Ao me ouvir ganir o homem lá se decidiu a mandar-me ligar para os bombeiros. Terminada a chamada tive que arranjar um canto onde me encolher por alguns minutos. O raio da dor ocupava naquele momento 4 quintos do meu cérebro. Estive em posição fetal mais uns bons 15 minutos. Finalmente, com esforço, marquei o número dos bombeiros, a pensar que a minha espera chegara ao fim. Tudo aquilo era demasiado surreal para estar a acontecer.
A senhora que me atendeu foi muito simpática e depois de me ouvir, disse-me para aguardar em linha, pois tinha que ligar para o INEM. Achei aquilo surreal. Se eu lhe tinha acabado de informar que o INEM é que me mandara ligar para eles… tudo bem, dizia a voz feminina, porém, ela tinha mesmo que confirmar. Fazia tudo parte das novas regras. Tinha que ter paciência.
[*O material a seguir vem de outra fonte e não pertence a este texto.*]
//! Line-protocol sender over HTTP.
//!
//! The sender is configured from a single configuration string in the usual
//! QuestDB client format:
//!
//! ```text
//! http::addr=localhost:9000;username=admin;password=quest;auto_flush_rows=1000;
//! ```
//!
//! Rows are buffered locally and POSTed to `/write` on flush. Auto-flush is
//! evaluated after every append; callers that need durability flush explicitly.

use crate::db::line::{LineBuffer, Row};
use crate::error::{DbError, DbResult};
use reqwest::Client;
use std::time::{Duration, Instant};
use tracing::debug;
use url::Url;

/// Parsed sender configuration string.
#[derive(Debug, Clone, PartialEq, Eq)]
pub struct SenderConfig {
    pub addr: String,
    pub username: Option<String>,
    pub password: Option<String>,
    pub auto_flush: bool,
    pub auto_flush_rows: Option<usize>,
    pub auto_flush_interval: Option<Duration>,
}

impl SenderConfig {
    /// Parse a `schema::key=value;key=value;` configuration string.
    ///
    /// Only the `http` schema is supported. `;;` inside a value is a literal `;`.
    pub fn from_conf(conf: &str) -> DbResult<Self> {
        let (schema, params) = conf
            .split_once("::")
            .ok_or_else(|| DbError::config("Missing '::' after schema in sender configuration"))?;

        if schema != "http" {
            return Err(DbError::config(format!(
                "Unsupported sender schema '{}', only 'http' is supported",
                schema
            )));
        }

        let mut config = Self {
            addr: String::new(),
            username: None,
            password: None,
            auto_flush: true,
            auto_flush_rows: None,
            auto_flush_interval: None,
        };

        for (key, value) in parse_params(params)? {
            match key.as_str() {
                "addr" => config.addr = value,
                "username" => config.username = Some(value),
                "password" => config.password = Some(value),
                "auto_flush" => {
                    config.auto_flush = match value.as_str() {
                        "on" => true,
                        "off" => false,
                        _ => {
                            return Err(DbError::config(format!(
                                "Invalid auto_flush value '{}', expected 'on' or 'off'",
                                value
                            )));
                        }
                    }
                }
                "auto_flush_rows" => {
                    config.auto_flush_rows = Some(parse_number(&key, &value)?);
                }
                "auto_flush_interval" => {
                    config.auto_flush_interval =
                        Some(Duration::from_millis(parse_number(&key, &value)?));
                }
                _ => {
                    return Err(DbError::config(format!(
                        "Unknown sender configuration key '{}'",
                        key
                    )));
                }
            }
        }

        if config.addr.is_empty() {
            return Err(DbError::config("Missing 'addr' in sender configuration"));
        }
        if config.username.is_some() != config.password.is_some() {
            return Err(DbError::config(
                "'username' and 'password' must be provided together",
            ));
        }

        Ok(config)
    }

    /// URL of the ILP-over-HTTP endpoint. Timestamps are sent in nanoseconds.
    pub fn write_url(&self) -> DbResult<Url> {
        let mut url = Url::parse(&format!("http://{}/write", self.addr))
            .map_err(|e| DbError::config(format!("Invalid addr '{}': {}", self.addr, e)))?;
        url.query_pairs_mut().append_pair("precision", "n");
        Ok(url)
    }
}

fn parse_number<T: std::str::FromStr>(key: &str, value: &str) -> DbResult<T> {
    value
        .parse()
        .map_err(|_| DbError::config(format!("Invalid value '{}' for '{}'", value, key)))
}

/// Split `key=value;` pairs, honouring `;;` escapes in values.
fn parse_params(params: &str) -> DbResult<Vec<(String, String)>> {
    let mut pairs = Vec::new();
    let mut chars = params.chars().peekable();

    while chars.peek().is_some() {
        let key: String = chars.by_ref().take_while(|c| *c != '=').collect();
        let key = key.trim().to_string();
        if key.is_empty() {
            return Err(DbError::config("Empty key in sender configuration"));
        }

        let mut value = String::new();
        let mut terminated = false;
        while let Some(c) = chars.next() {
            if c == ';' {
                if chars.peek() == Some(&';') {
                    chars.next();
                    value.push(';');
                } else {
                    terminated = true;
                    break;
                }
            } else {
                value.push(c);
            }
        }
        if !terminated && chars.peek().is_none() && value.is_empty() {
            return Err(DbError::config(format!("Missing value for '{}'", key)));
        }
        pairs.push((key, value));
    }

    Ok(pairs)
}

/// Buffered ILP-over-HTTP writer bound to one QuestDB instance.
#[derive(Debug)]
pub struct LineSender {
    client: Client,
    config: SenderConfig,
    write_url: Url,
    buffer: LineBuffer,
    last_flush: Instant,
    closed: bool,
}

impl LineSender {
    /// Create a sender from a configuration string.
    pub fn from_conf(conf: &str) -> DbResult<Self> {
        let config = SenderConfig::from_conf(conf)?;
        let write_url = config.write_url()?;
        let client = Client::builder()
            .user_agent(concat!("questdb-mcp-server/", env!("CARGO_PKG_VERSION")))
            .build()?;

        Ok(Self {
            client,
            config,
            write_url,
            buffer: LineBuffer::new(),
            last_flush: Instant::now(),
            closed: false,
        })
    }

    /// Number of rows waiting to be flushed.
    pub fn pending_rows(&self) -> usize {
        self.buffer.row_count()
    }

    /// Append a row to the buffer, flushing if the auto-flush policy says so.
    pub async fn append(&mut self, row: &Row) -> DbResult<()> {
        if self.closed {
            return Err(DbError::transport("Sender is closed"));
        }
        self.buffer.push(row)?;

        if self.should_auto_flush() {
            debug!(rows = self.buffer.row_count(), "Auto-flushing sender");
            self.flush().await?;
        }
        Ok(())
    }

    fn should_auto_flush(&self) -> bool {
        if !self.config.auto_flush {
            return false;
        }
        let rows_reached = self
            .config
            .auto_flush_rows
            .is_some_and(|rows| self.buffer.row_count() >= rows);
        let interval_elapsed = self
            .config
            .auto_flush_interval
            .is_some_and(|interval| self.last_flush.elapsed() >= interval);
        rows_reached || interval_elapsed
    }

    /// Send all buffered rows. The buffer is kept if the server rejects them.
    pub async fn flush(&mut self) -> DbResult<()> {
        if self.buffer.is_empty() {
            return Ok(());
        }

        let mut request = self
            .client
            .post(self.write_url.clone())
            .header(reqwest::header::CONTENT_TYPE, "text/plain; charset=utf-8")
            .body(self.buffer.as_str().to_owned());
        if let (Some(username), Some(password)) = (&self.config.username, &self.config.password) {
            request = request.basic_auth(username, Some(password));
        }

        let response = request.send().await?;
        let status = response.status();
        if !status.is_success() {
            let body = response.text().await.unwrap_or_default();
            return Err(DbError::transport(format!(
                "Write failed with status {}: {}",
                status.as_u16(),
                body
            )));
        }

        debug!(
            rows = self.buffer.row_count(),
            bytes = self.buffer.len(),
            "Flushed rows to QuestDB"
        );
        self.buffer.clear();
        self.last_flush = Instant::now();
        Ok(())
    }

    /// Drop buffered rows without sending them.
    pub fn discard_pending(&mut self) {
        self.buffer.clear();
    }

    /// Flush remaining rows and refuse further appends.
    pub async fn close(&mut self) -> DbResult<()> {
        if self.closed {
            return Ok(());
        }
        let result = self.flush().await;
        self.closed = true;
        result
    }
}
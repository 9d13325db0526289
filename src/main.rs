//! QuestDB MCP Server - Main entry point.
//!
//! This server provides MCP (Model Context Protocol) tools for AI assistants
//! to query and ingest time-series data in QuestDB over stdio.

use questdb_mcp_server::config::Config;
use questdb_mcp_server::db::QuestDbClient;
use questdb_mcp_server::mcp::{ProtocolLogger, QuestDbService};
use questdb_mcp_server::transport::{StdioTransport, Transport};
use std::sync::Arc;
use tracing::{error, info};
use tracing_subscriber::{EnvFilter, fmt, prelude::*};

/// Initialize the tracing subscriber for logging.
///
/// Logs go to stderr; stdout carries the MCP protocol.
fn init_tracing(config: &Config) {
    let filter =
        EnvFilter::try_from_default_env().unwrap_or_else(|_| EnvFilter::new(&config.log_level));

    let subscriber = tracing_subscriber::registry().with(filter);

    if config.json_logs {
        subscriber
            .with(fmt::layer().json().with_writer(std::io::stderr))
            .init();
    } else {
        subscriber
            .with(
                fmt::layer()
                    .with_target(true)
                    .with_thread_ids(false)
                    .with_ansi(false)
                    .with_writer(std::io::stderr),
            )
            .init();
    }
}

#[tokio::main]
async fn main() -> Result<(), Box<dyn std::error::Error>> {
    // Parse configuration from command line and environment
    let config = Config::parse_args();

    init_tracing(&config);

    let descriptor = config.connection_descriptor();
    info!(
        questdb = %descriptor.addr(),
        auth = descriptor.credentials.is_some(),
        "Starting QuestDB MCP Server v{}",
        env!("CARGO_PKG_VERSION")
    );

    let client = Arc::new(QuestDbClient::new(descriptor)?);
    let logger = Arc::new(ProtocolLogger::new());
    let service = QuestDbService::new(client, logger);

    let transport = StdioTransport::new(service);
    if let Err(e) = transport.run().await {
        error!(error = %e, "Server error");
        return Err(e.into());
    }

    info!("Server shutdown complete");
    Ok(())
}
//! Safety gates applied before any request reaches QuestDB.
//!
//! - [`validate_select`]: the `query` tool only runs statements that start with `SELECT`.
//! - [`validate_identifier`]: table names interpolated into generated SQL must match
//!   `^[A-Za-z_][A-Za-z0-9_]*$`.
//!
//! The SELECT check is lexical. It keeps obvious writes and DDL away from the
//! query tool; it is not a SQL parser.

use crate::error::{DbError, DbResult};

/// Validate that a query starts with `SELECT` (case-insensitive, surrounding whitespace ignored).
///
/// # Examples
///
/// ```
/// use questdb_mcp_server::tools::guard::validate_select;
///
/// assert!(validate_select("  select * from trades").is_ok());
/// assert!(validate_select("DROP TABLE trades").is_err());
/// ```
pub fn validate_select(query: &str) -> DbResult<()> {
    if is_select(query) {
        Ok(())
    } else {
        Err(DbError::safety_rejection(
            "Only SELECT queries are allowed. Use the insert tool to write data.",
        ))
    }
}

/// True if the trimmed query begins with `SELECT`, ignoring case.
pub fn is_select(query: &str) -> bool {
    query
        .trim()
        .get(..6)
        .is_some_and(|prefix| prefix.eq_ignore_ascii_case("SELECT"))
}

/// True if `name` matches `^[A-Za-z_][A-Za-z0-9_]*$`.
pub fn is_valid_identifier(name: &str) -> bool {
    let mut chars = name.chars();
    match chars.next() {
        Some(first) if first.is_ascii_alphabetic() || first == '_' => {
            chars.all(|c| c.is_ascii_alphanumeric() || c == '_')
        }
        _ => false,
    }
}

/// Validate a table name before it is interpolated into SQL text.
pub fn validate_identifier(name: &str) -> DbResult<()> {
    if is_valid_identifier(name) {
        Ok(())
    } else {
        Err(DbError::invalid_identifier(name))
    }
}
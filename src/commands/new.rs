use anyhow::{bail, Context, Result};
use clap::{Args, ValueEnum};
use std::io::{BufRead, Write};
use std::path::PathBuf;

use crate::authority::{self, BundlePaths, FreshAuthority};
use crate::configs::MiniCaConfig;
use crate::prompt::Prompter;
use crate::random::SecureRandom;

/// Which kind of key/certificate pair to create
#[derive(Debug, Clone, Copy, PartialEq, Eq, ValueEnum)]
pub enum CertType {
    /// Self-signed root certificate authority
    Root,
    /// Intermediate certificate authority signed by a parent
    Mid,
    /// Leaf certificate signed by a parent
    Leaf,
}

impl CertType {
    fn name(self) -> &'static str {
        match self {
            CertType::Root => "root",
            CertType::Mid => "mid",
            CertType::Leaf => "leaf",
        }
    }

    fn description(self) -> &'static str {
        match self {
            CertType::Root => "root certificate authority",
            CertType::Mid => "intermediate certificate authority",
            CertType::Leaf => "leaf certificate",
        }
    }
}

#[derive(Debug, Clone, Args)]
pub struct NewArgs {
    /// Type of pair to create
    #[arg(value_enum, value_name = "TYPE")]
    pub cert_type: CertType,

    /// The name for the key/certificate pair
    #[arg(long)]
    pub name: String,

    /// The output directory for the key/certificate pair [default: current directory]
    #[arg(long)]
    pub out: Option<PathBuf>,

    /// The name for the parent key/certificate pair (if not self-signed)
    #[arg(long)]
    pub parent: Option<String>,

    /// The input directory for the parent key/certificate pair [default: current directory]
    #[arg(long = "in")]
    pub input: Option<PathBuf>,
}

/// Handle `mini-ca new <type>`
///
/// Loads the parent (for `mid` and `leaf`), prompts for the certificate data, creates the
/// pair and saves it. Returns where the key and certificate were written.
pub fn handle_new<R: BufRead, W: Write>(
    args: &NewArgs,
    config: &MiniCaConfig,
    prompter: &mut Prompter<R, W>,
    rng: &dyn SecureRandom,
) -> Result<BundlePaths> {
    let parent_name = match (args.cert_type, args.parent.as_deref()) {
        (CertType::Root, Some(_)) => {
            writeln!(
                prompter.output(),
                "Warning: \"parent\" flag has no effect for root certificates"
            )?;
            None
        }
        (CertType::Root, None) => None,
        (_, Some(parent)) => Some(parent),
        (_, None) => bail!(
            "Flag \"parent\" must be set for {:?} certificates",
            args.cert_type.name()
        ),
    };

    writeln!(
        prompter.output(),
        "Creating a new {}\n",
        args.cert_type.description()
    )?;

    let output_dir = args.out.as_ref().unwrap_or(&config.directories.output);
    let input_dir = args.input.as_ref().unwrap_or(&config.directories.input);
    let date_format = config.prompt.date_format.as_str();

    let created: FreshAuthority = match parent_name {
        None => {
            let data = prompter.prompt_certificate_data(date_format)?;
            authority::make_root(&data, rng).context("creating ca")?
        }
        Some(parent_name) => {
            let (parent, _) = authority::load(input_dir, parent_name)
                .with_context(|| format!("loading parent {:?}", parent_name))?;
            let data = prompter.prompt_certificate_data(date_format)?;

            if args.cert_type == CertType::Mid {
                authority::make_intermediate(&data, &parent, rng).context("creating ca")?
            } else {
                writeln!(prompter.output())?;
                let dns_names = prompter.prompt_dns_names()?;
                authority::make_leaf(&data, &parent, &dns_names, rng).context("creating ca")?
            }
        }
    };

    let paths = created.save(output_dir, &args.name)?;

    let out = prompter.output();
    writeln!(out, "\nSuccessfully created new {}", args.cert_type.description())?;
    writeln!(out, "Saved private key to {:?}", paths.key_path.display().to_string())?;
    writeln!(out, "Saved certificate to {:?}", paths.cert_path.display().to_string())?;

    Ok(paths)
}

#[cfg(test)]
mod tests {
    use super::*;
    use crate::random::OsRandom;
    use std::io::Cursor;
    use tempfile::TempDir;

    fn args(cert_type: CertType, name: &str, parent: Option<&str>, dir: &TempDir) -> NewArgs {
        NewArgs {
            cert_type,
            name: name.to_string(),
            out: Some(dir.path().to_path_buf()),
            parent: parent.map(str::to_string),
            input: Some(dir.path().to_path_buf()),
        }
    }

    fn run(args: &NewArgs, input: &str) -> (Result<BundlePaths>, String) {
        let mut prompter = Prompter::new(Cursor::new(input.as_bytes().to_vec()), Vec::new());
        let result = handle_new(args, &MiniCaConfig::default(), &mut prompter, &OsRandom);
        let shown = String::from_utf8(prompter.output().clone()).unwrap();
        (result, shown)
    }

    #[test]
    fn test_root_then_leaf() {
        let dir = TempDir::new().unwrap();

        let (root, shown) = run(
            &args(CertType::Root, "root", None, &dir),
            "US\nAcme\nAcme Root\n\n2035-01-01 00:00:00 UTC\n",
        );
        let root = root.unwrap();
        assert!(root.key_path.is_file());
        assert!(shown.contains("Creating a new root certificate authority"));
        assert!(shown.contains("Successfully created new root certificate authority"));

        let (leaf, shown) = run(
            &args(CertType::Leaf, "leaf1", Some("root"), &dir),
            "US\nAcme\nexample.com\n\n\nexample.com\n\n",
        );
        assert!(leaf.unwrap().cert_path.is_file());
        assert!(shown.contains("DNS.1 = "));
    }

    #[test]
    fn test_parent_required_for_mid() {
        let dir = TempDir::new().unwrap();
        let (result, _) = run(&args(CertType::Mid, "mid", None, &dir), "");
        let err = result.unwrap_err().to_string();
        assert!(err.contains("\"parent\" must be set"));
        assert!(!dir.path().join("mid.pem").exists());
    }

    #[test]
    fn test_parent_ignored_for_root() {
        let dir = TempDir::new().unwrap();
        let (result, shown) = run(
            &args(CertType::Root, "root", Some("whatever"), &dir),
            "US\nAcme\nAcme Root\n\n\n",
        );
        assert!(result.is_ok());
        assert!(shown.contains("Warning: \"parent\" flag has no effect"));
    }

    #[test]
    fn test_missing_parent_bundle() {
        let dir = TempDir::new().unwrap();
        let (result, _) = run(&args(CertType::Mid, "mid", Some("absent"), &dir), "");
        let err = result.unwrap_err();
        assert!(format!("{:#}", err).contains("loading parent"));
    }
}
//! Certificate authorities: creation, loading and saving
//!
//! An authority is a private key plus its certificate. Authorities created here are
//! [`FreshAuthority`] values and carry the signed DER bytes needed to persist them.
//! Authorities read back from disk are [`LoadedAuthority`] values: they can sign children
//! but cannot be saved again.
//!
//! # Bundle Layout
//! ```text
//! <directory>/<name>.pem   RSA PRIVATE KEY (PKCS#1), mode 0600
//! <directory>/<name>.crt   CERTIFICATE (DER), mode 0644
//! ```
//!
//! # Example
//! ```rust,no_run
//! # use mini_ca::authority::{load, make_intermediate};
//! # use mini_ca::random::OsRandom;
//! # use mini_ca::template::CertificateData;
//! # fn example(data: CertificateData) -> Result<(), mini_ca::CaError> {
//! let (root, _) = load("ca", "root")?;
//! let mid = make_intermediate(&data, &root, &OsRandom)?;
//! let paths = mid.save("ca", "mid")?;
//! println!("{}", paths.cert_path.display());
//! # Ok(())
//! # }
//! ```

use openssl::pkey::{PKey, PKeyRef, Private};
use openssl::x509::{X509Ref, X509};
use std::fs::{self, DirBuilder, OpenOptions};
use std::io::Write;
use std::os::unix::fs::{DirBuilderExt, OpenOptionsExt, PermissionsExt};
use std::path::{Path, PathBuf};
use tracing::{debug, info};

use crate::codec::{self, Issuer, RSA_KEY_BITS};
use crate::error::CaError;
use crate::random::SecureRandom;
use crate::template::{CertificateData, CertificateTemplate, Role};

const KEY_EXTENSION: &str = "pem";
const CERT_EXTENSION: &str = "crt";
const DIRECTORY_MODE: u32 = 0o777;
const KEY_FILE_MODE: u32 = 0o600;
const CERT_FILE_MODE: u32 = 0o644;

/// The key and certificate files of a named authority.
#[derive(Debug, Clone, PartialEq, Eq)]
pub struct BundlePaths {
    pub key_path: PathBuf,
    pub cert_path: PathBuf,
}

impl BundlePaths {
    pub fn new(directory: impl AsRef<Path>, name: &str) -> Self {
        let directory = directory.as_ref();
        Self {
            key_path: directory.join(format!("{}.{}", name, KEY_EXTENSION)),
            cert_path: directory.join(format!("{}.{}", name, CERT_EXTENSION)),
        }
    }
}

/// Anything that can sign a child certificate.
pub trait IssuingAuthority {
    fn private_key(&self) -> &PKeyRef<Private>;
    fn certificate(&self) -> &X509Ref;
}

/// An authority created in this process.
pub struct FreshAuthority {
    key: PKey<Private>,
    template: CertificateTemplate,
    certificate: X509,
    signed: Vec<u8>,
}

impl FreshAuthority {
    /// The unsigned template the certificate was built from.
    pub fn template(&self) -> &CertificateTemplate {
        &self.template
    }

    /// DER bytes of the signed certificate.
    pub fn signed_bytes(&self) -> &[u8] {
        &self.signed
    }

    /// Persist the key and certificate as `<name>.pem` and `<name>.crt` in `directory`.
    ///
    /// The directory is created when missing. The key file is written first; if writing the
    /// certificate then fails the key file is left behind and the bundle is incomplete.
    pub fn save(&self, directory: impl AsRef<Path>, name: &str) -> Result<BundlePaths, CaError> {
        let directory = directory.as_ref();
        if !directory.is_dir() {
            DirBuilder::new()
                .recursive(true)
                .mode(DIRECTORY_MODE)
                .create(directory)
                .map_err(|e| CaError::io("ca directory creation", e))?;
            debug!(directory = %directory.display(), "created ca directory");
        }

        let paths = BundlePaths::new(directory, name);

        let key_pem = codec::encode_key(&self.key)?;
        write_bundle_file(&paths.key_path, &key_pem, KEY_FILE_MODE, "ca key")?;

        let cert_pem = codec::encode_certificate(&self.signed);
        write_bundle_file(&paths.cert_path, &cert_pem, CERT_FILE_MODE, "ca cert")?;

        info!(
            key = %paths.key_path.display(),
            cert = %paths.cert_path.display(),
            "saved certificate authority"
        );
        Ok(paths)
    }
}

impl IssuingAuthority for FreshAuthority {
    fn private_key(&self) -> &PKeyRef<Private> {
        &self.key
    }

    fn certificate(&self) -> &X509Ref {
        &self.certificate
    }
}

/// An authority read back from disk. Usable as a parent, never saved.
pub struct LoadedAuthority {
    key: PKey<Private>,
    certificate: X509,
}

impl IssuingAuthority for LoadedAuthority {
    fn private_key(&self) -> &PKeyRef<Private> {
        &self.key
    }

    fn certificate(&self) -> &X509Ref {
        &self.certificate
    }
}

/// Either kind of authority, for callers that hold both.
pub enum Authority {
    Fresh(FreshAuthority),
    Loaded(LoadedAuthority),
}

impl Authority {
    /// Signed DER bytes, present only for freshly created authorities.
    pub fn signed_bytes(&self) -> Option<&[u8]> {
        match self {
            Authority::Fresh(fresh) => Some(fresh.signed_bytes()),
            Authority::Loaded(_) => None,
        }
    }

    /// Save a fresh authority. A loaded one fails with [`CaError::NoSignedBytes`]
    /// before anything touches the filesystem.
    pub fn save(&self, directory: impl AsRef<Path>, name: &str) -> Result<BundlePaths, CaError> {
        match self {
            Authority::Fresh(fresh) => fresh.save(directory, name),
            Authority::Loaded(_) => Err(CaError::NoSignedBytes),
        }
    }
}

impl IssuingAuthority for Authority {
    fn private_key(&self) -> &PKeyRef<Private> {
        match self {
            Authority::Fresh(fresh) => fresh.private_key(),
            Authority::Loaded(loaded) => loaded.private_key(),
        }
    }

    fn certificate(&self) -> &X509Ref {
        match self {
            Authority::Fresh(fresh) => fresh.certificate(),
            Authority::Loaded(loaded) => loaded.certificate(),
        }
    }
}

impl From<FreshAuthority> for Authority {
    fn from(fresh: FreshAuthority) -> Self {
        Authority::Fresh(fresh)
    }
}

impl From<LoadedAuthority> for Authority {
    fn from(loaded: LoadedAuthority) -> Self {
        Authority::Loaded(loaded)
    }
}

fn write_bundle_file(path: &Path, contents: &[u8], mode: u32, what: &str) -> Result<(), CaError> {
    let mut file = OpenOptions::new()
        .write(true)
        .create(true)
        .truncate(true)
        .mode(mode)
        .open(path)
        .map_err(|e| CaError::io(format!("{} creation", what), e))?;

    // open() honours the umask and leaves existing files alone
    file.set_permissions(fs::Permissions::from_mode(mode))
        .map_err(|e| CaError::io(format!("{} chmod", what), e))?;

    file.write_all(contents)
        .map_err(|e| CaError::io(format!("{} write", what), e))?;
    Ok(())
}

fn create(
    role: Role,
    data: &CertificateData,
    parent: Option<(&X509Ref, &PKeyRef<Private>)>,
    dns_names: Vec<String>,
    rng: &dyn SecureRandom,
) -> Result<FreshAuthority, CaError> {
    let key = codec::generate_key(rng, RSA_KEY_BITS)?;
    let serial_number = codec::new_serial_number(rng)?;
    let template = CertificateTemplate::for_role(role, data, serial_number, dns_names);

    let signed = match parent {
        None => codec::sign(&template, Issuer::Template, &key, &key)?,
        Some((parent_cert, parent_key)) => codec::sign(
            &template,
            Issuer::Certificate(parent_cert),
            &key,
            parent_key,
        )?,
    };
    let certificate =
        X509::from_der(&signed).map_err(CaError::signing("parse signed certificate"))?;

    info!(
        role = ?role,
        subject = %data.subject.common_name,
        serial = %template.serial_number.to_hex(),
        "created certificate authority"
    );
    Ok(FreshAuthority {
        key,
        template,
        certificate,
        signed,
    })
}

/// Create a self-signed root CA.
pub fn make_root(data: &CertificateData, rng: &dyn SecureRandom) -> Result<FreshAuthority, CaError> {
    create(Role::Root, data, None, Vec::new(), rng)
}

/// Create an intermediate CA signed by `parent`.
pub fn make_intermediate<P: IssuingAuthority + ?Sized>(
    data: &CertificateData,
    parent: &P,
    rng: &dyn SecureRandom,
) -> Result<FreshAuthority, CaError> {
    create(
        Role::Intermediate,
        data,
        Some((parent.certificate(), parent.private_key())),
        Vec::new(),
        rng,
    )
}

/// Create a leaf certificate signed by `parent`, valid for `dns_names` in that order.
pub fn make_leaf<P: IssuingAuthority + ?Sized>(
    data: &CertificateData,
    parent: &P,
    dns_names: &[String],
    rng: &dyn SecureRandom,
) -> Result<FreshAuthority, CaError> {
    create(
        Role::Leaf,
        data,
        Some((parent.certificate(), parent.private_key())),
        dns_names.to_vec(),
        rng,
    )
}

/// Read `<directory>/<name>.pem` and `<directory>/<name>.crt`.
pub fn load(
    directory: impl AsRef<Path>,
    name: &str,
) -> Result<(LoadedAuthority, BundlePaths), CaError> {
    let paths = BundlePaths::new(directory, name);

    let key_pem = fs::read(&paths.key_path).map_err(|e| {
        CaError::io(format!("read key file {}", paths.key_path.display()), e)
    })?;
    let key = codec::decode_key(&key_pem).map_err(|e| match e {
        CaError::MalformedKey(msg) => {
            CaError::MalformedKey(format!("read key file {}: {}", paths.key_path.display(), msg))
        }
        other => other,
    })?;

    let cert_pem = fs::read(&paths.cert_path).map_err(|e| {
        CaError::io(format!("read cert file {}", paths.cert_path.display()), e)
    })?;
    let certificate = codec::decode_certificate(&cert_pem).map_err(|e| match e {
        CaError::MalformedCertificate(msg) => CaError::MalformedCertificate(format!(
            "read cert file {}: {}",
            paths.cert_path.display(),
            msg
        )),
        other => other,
    })?;

    debug!(
        key = %paths.key_path.display(),
        cert = %paths.cert_path.display(),
        "loaded certificate authority"
    );
    Ok((LoadedAuthority { key, certificate }, paths))
}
Finalmente, a resposta chegou. Não, o INEM não concordava comigo, pelo que não me poderiam vir buscar. Foi a primeira vez que o palavrão saiu. Era forte, gutural, profundo e trazia imensa revolta com ele. Desliguei e tornei ao 112, quem me atendeu reconheceu-me e informou-me que não iria passar ao INEM, afinal eu já sabia a objeção e desligou.
A tarde chegou e eu sem conseguir transporte, foi uma verdadeira batalha. Não! Batalhas. A cada derrota, dependendo do meu nível de dor, eu tinha que deixar o meu coeficiente de dor acalmar, como quem lambe as feridas da derrota, antes de partir para outra. Estava a chegar a um grau de desespero que se tornava insuportável.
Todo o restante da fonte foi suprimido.